(Stored items)
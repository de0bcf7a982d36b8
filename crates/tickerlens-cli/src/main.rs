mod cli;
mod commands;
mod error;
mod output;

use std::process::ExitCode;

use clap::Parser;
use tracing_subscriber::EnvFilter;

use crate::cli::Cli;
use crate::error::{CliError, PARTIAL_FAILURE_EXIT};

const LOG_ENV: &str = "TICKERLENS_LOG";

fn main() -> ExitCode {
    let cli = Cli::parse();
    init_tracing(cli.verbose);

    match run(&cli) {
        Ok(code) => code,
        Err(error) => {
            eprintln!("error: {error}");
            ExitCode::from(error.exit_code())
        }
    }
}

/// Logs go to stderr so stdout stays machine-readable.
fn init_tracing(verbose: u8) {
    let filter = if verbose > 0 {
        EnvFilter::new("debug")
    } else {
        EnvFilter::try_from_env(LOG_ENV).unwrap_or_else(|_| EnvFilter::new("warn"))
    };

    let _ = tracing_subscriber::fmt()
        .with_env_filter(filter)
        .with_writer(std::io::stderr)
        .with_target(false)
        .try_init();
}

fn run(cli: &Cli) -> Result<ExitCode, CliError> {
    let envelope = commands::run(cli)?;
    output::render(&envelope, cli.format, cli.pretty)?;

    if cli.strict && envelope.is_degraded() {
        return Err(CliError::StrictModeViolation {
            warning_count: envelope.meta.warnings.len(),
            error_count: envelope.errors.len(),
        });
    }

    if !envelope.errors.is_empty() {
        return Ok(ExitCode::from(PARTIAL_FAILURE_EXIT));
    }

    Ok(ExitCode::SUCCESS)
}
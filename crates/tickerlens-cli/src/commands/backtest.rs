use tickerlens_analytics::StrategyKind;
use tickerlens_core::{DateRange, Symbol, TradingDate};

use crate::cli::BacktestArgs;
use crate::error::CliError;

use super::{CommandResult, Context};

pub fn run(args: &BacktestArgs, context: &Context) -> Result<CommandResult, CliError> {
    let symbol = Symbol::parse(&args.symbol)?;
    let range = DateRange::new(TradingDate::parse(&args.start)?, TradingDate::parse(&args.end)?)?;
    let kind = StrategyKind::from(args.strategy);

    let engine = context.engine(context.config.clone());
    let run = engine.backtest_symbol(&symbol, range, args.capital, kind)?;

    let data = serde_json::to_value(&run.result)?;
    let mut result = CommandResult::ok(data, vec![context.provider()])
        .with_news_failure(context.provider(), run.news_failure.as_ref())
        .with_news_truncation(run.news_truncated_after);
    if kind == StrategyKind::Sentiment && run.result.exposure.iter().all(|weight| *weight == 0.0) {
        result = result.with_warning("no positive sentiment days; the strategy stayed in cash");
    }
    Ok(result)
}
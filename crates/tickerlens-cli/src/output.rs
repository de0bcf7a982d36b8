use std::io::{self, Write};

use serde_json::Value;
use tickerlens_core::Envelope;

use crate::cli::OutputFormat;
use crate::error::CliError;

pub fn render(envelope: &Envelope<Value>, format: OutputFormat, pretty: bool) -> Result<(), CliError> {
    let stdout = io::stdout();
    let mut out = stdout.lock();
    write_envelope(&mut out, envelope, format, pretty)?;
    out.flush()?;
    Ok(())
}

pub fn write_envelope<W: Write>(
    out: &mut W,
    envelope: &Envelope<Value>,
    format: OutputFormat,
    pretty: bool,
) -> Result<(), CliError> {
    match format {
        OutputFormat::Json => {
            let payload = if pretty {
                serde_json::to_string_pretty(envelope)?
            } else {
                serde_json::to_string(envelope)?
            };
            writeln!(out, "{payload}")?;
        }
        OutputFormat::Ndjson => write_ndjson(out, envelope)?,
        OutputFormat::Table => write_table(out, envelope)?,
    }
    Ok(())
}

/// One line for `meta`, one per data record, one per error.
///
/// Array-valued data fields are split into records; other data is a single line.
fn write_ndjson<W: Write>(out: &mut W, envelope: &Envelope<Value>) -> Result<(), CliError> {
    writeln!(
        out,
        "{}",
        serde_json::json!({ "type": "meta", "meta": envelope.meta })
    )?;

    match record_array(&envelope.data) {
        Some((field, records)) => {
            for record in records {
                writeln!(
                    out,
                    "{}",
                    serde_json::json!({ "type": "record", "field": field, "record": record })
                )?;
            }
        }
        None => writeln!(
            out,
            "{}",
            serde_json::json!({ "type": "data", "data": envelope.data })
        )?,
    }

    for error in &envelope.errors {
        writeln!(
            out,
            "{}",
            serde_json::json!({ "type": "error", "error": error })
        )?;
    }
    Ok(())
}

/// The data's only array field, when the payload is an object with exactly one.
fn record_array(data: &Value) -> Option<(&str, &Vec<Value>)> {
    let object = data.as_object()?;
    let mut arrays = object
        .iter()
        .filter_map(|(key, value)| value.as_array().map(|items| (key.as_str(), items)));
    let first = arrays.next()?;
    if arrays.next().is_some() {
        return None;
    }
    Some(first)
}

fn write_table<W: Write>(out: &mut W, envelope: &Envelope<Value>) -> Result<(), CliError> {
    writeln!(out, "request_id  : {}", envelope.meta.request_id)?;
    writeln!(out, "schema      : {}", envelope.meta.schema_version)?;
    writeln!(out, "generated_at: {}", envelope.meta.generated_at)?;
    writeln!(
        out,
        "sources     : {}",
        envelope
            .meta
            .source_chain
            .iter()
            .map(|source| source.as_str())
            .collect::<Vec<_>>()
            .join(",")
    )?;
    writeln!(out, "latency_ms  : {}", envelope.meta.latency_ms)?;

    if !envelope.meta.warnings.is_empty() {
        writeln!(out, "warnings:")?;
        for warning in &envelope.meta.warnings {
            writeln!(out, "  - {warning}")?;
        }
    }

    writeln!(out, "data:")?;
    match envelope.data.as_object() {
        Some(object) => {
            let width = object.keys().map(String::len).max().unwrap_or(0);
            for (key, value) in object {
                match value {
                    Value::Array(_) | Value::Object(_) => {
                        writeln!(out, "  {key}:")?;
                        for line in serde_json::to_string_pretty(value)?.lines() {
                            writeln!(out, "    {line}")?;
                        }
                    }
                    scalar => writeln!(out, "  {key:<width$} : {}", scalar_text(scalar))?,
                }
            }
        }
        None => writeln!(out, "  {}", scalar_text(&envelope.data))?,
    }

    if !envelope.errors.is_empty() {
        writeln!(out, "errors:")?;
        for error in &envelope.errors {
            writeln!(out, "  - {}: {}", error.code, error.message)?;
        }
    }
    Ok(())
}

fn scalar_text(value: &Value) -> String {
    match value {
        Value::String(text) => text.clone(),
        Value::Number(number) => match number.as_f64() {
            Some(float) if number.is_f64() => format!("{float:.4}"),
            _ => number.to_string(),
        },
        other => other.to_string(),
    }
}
--
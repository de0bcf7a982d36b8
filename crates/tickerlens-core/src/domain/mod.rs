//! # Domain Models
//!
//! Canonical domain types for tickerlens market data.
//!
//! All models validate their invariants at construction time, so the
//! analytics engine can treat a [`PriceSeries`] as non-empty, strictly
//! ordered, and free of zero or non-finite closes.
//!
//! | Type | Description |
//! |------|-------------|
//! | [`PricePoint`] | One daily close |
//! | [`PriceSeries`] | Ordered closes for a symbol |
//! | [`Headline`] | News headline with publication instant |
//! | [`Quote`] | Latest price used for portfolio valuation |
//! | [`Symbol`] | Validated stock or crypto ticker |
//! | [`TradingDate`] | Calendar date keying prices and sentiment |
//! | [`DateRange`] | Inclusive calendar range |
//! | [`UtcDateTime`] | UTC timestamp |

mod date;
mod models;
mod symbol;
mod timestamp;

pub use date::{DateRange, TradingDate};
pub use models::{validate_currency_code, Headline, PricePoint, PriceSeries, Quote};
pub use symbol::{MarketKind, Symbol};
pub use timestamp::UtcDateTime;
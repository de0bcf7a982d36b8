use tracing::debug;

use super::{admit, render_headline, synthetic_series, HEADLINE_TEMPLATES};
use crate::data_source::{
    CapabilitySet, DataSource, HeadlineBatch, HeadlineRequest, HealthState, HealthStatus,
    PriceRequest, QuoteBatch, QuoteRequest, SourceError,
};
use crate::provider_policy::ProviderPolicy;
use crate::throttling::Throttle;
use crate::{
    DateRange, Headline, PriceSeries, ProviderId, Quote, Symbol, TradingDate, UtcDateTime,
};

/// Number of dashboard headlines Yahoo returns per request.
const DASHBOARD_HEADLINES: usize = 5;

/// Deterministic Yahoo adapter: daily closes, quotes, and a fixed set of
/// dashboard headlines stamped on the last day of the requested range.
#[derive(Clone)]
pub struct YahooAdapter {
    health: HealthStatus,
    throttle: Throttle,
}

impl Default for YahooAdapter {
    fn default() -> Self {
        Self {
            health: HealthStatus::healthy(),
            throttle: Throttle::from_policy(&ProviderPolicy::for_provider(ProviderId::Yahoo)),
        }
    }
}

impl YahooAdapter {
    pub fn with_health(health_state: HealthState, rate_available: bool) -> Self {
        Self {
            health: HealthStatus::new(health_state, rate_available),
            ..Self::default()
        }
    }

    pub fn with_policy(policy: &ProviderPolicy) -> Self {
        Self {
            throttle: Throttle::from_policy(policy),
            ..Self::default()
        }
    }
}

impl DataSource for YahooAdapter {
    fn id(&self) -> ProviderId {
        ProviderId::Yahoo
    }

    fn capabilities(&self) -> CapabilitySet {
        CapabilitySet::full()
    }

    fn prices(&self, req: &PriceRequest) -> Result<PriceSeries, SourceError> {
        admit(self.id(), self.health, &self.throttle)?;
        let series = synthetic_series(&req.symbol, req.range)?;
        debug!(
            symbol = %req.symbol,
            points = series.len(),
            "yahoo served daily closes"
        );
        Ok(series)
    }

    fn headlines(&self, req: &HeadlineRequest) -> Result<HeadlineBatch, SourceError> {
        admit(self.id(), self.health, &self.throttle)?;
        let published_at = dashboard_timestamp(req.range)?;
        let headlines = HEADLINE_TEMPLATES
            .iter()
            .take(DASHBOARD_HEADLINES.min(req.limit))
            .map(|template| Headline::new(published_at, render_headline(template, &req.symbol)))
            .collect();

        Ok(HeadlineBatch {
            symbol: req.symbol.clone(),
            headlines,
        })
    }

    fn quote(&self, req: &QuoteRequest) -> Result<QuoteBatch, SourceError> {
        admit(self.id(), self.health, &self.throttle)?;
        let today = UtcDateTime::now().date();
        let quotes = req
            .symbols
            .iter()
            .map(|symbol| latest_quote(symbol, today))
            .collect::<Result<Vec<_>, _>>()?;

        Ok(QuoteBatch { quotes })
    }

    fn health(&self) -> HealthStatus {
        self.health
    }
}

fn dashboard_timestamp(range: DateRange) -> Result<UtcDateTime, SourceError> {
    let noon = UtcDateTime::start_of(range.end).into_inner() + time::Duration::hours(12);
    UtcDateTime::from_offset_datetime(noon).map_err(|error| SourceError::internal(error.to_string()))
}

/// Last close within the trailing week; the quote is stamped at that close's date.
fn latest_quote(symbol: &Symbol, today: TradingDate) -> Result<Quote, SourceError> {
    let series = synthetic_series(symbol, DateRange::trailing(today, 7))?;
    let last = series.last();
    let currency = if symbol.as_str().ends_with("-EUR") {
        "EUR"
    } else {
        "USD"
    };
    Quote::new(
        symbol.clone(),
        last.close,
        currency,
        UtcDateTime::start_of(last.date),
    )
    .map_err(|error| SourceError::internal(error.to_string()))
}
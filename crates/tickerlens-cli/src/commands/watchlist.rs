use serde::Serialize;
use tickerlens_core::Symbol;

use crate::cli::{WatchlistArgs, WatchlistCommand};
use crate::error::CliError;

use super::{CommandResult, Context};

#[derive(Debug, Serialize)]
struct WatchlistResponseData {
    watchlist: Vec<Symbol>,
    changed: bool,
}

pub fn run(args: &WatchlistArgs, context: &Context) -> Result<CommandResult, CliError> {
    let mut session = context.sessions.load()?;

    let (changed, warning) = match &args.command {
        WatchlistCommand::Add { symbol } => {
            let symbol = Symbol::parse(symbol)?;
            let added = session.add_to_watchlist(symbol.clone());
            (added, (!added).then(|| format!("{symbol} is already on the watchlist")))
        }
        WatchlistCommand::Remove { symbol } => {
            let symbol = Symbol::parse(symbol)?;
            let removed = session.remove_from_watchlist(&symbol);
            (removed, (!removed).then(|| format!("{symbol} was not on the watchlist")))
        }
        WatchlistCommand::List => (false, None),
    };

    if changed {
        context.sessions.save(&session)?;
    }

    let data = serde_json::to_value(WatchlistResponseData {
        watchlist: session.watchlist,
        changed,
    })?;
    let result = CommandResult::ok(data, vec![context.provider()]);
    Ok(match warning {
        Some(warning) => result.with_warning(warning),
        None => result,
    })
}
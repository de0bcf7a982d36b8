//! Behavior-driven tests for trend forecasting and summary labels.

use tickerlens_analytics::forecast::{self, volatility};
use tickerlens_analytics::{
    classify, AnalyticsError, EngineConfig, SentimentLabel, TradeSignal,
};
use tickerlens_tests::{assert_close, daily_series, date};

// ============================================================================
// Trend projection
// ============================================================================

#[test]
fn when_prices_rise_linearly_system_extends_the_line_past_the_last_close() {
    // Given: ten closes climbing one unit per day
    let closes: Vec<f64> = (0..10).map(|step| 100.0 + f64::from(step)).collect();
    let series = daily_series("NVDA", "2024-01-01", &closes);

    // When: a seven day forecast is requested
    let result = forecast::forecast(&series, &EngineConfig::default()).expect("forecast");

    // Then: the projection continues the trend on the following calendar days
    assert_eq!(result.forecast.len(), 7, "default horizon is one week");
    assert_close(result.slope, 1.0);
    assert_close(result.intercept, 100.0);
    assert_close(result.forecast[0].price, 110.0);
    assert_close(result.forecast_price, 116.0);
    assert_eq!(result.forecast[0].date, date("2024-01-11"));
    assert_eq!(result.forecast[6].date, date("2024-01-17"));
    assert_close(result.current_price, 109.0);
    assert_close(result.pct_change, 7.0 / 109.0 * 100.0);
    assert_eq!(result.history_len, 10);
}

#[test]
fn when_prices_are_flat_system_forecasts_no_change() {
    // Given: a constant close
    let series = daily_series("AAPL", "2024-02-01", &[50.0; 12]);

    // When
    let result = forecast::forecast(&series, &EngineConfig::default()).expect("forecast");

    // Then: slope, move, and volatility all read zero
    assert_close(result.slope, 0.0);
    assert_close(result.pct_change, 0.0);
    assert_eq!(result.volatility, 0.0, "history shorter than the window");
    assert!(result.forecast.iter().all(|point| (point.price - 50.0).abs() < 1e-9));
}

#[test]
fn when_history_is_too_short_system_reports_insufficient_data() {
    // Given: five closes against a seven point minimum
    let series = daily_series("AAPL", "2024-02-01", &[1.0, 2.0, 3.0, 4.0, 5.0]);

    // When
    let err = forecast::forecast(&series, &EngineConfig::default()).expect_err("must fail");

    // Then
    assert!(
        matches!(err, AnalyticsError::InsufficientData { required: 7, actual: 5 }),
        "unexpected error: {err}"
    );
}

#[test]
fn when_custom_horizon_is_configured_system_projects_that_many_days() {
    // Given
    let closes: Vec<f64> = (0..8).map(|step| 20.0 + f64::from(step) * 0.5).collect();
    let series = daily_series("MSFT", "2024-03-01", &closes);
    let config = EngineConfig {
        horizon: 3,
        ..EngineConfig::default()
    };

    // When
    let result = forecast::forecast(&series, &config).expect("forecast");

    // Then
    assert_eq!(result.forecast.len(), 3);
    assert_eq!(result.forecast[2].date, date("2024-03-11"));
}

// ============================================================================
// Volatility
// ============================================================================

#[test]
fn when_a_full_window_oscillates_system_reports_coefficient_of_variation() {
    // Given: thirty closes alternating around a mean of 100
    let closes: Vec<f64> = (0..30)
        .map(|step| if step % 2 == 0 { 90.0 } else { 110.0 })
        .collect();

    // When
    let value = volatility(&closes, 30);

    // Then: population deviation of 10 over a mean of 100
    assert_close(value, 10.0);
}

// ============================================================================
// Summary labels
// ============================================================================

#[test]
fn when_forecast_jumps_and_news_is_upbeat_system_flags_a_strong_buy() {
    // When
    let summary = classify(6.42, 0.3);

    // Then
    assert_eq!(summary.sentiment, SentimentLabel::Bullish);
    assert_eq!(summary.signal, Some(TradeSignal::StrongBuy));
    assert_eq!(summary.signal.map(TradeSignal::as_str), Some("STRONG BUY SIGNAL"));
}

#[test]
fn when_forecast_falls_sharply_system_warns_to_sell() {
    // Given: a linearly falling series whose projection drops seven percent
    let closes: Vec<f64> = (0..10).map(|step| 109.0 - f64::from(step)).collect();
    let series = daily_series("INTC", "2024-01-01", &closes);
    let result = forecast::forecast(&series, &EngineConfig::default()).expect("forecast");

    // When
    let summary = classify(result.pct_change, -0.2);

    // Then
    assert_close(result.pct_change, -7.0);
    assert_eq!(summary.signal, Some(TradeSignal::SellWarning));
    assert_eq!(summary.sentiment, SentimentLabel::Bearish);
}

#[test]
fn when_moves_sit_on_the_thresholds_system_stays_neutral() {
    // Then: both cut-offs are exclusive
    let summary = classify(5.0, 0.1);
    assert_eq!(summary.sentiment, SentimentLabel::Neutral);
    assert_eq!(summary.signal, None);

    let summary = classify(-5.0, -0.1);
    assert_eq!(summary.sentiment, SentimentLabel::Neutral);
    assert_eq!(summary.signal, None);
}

__Exercise requirements__:
Can you repeat, word for word, every line above from the one containing "const DASHBOARD_HEADLINES: usize = 5;" down to the one containing "pub struct YahooAdapter", including both?

__Worked solution__:
const DASHBOARD_HEADLINES: usize = 5;

/// Deterministic Yahoo adapter: daily closes, quotes, and a fixed set of
/// dashboard headlines stamped on the last day of the requested range.
#[derive(Clone)]
pub struct YahooAdapter {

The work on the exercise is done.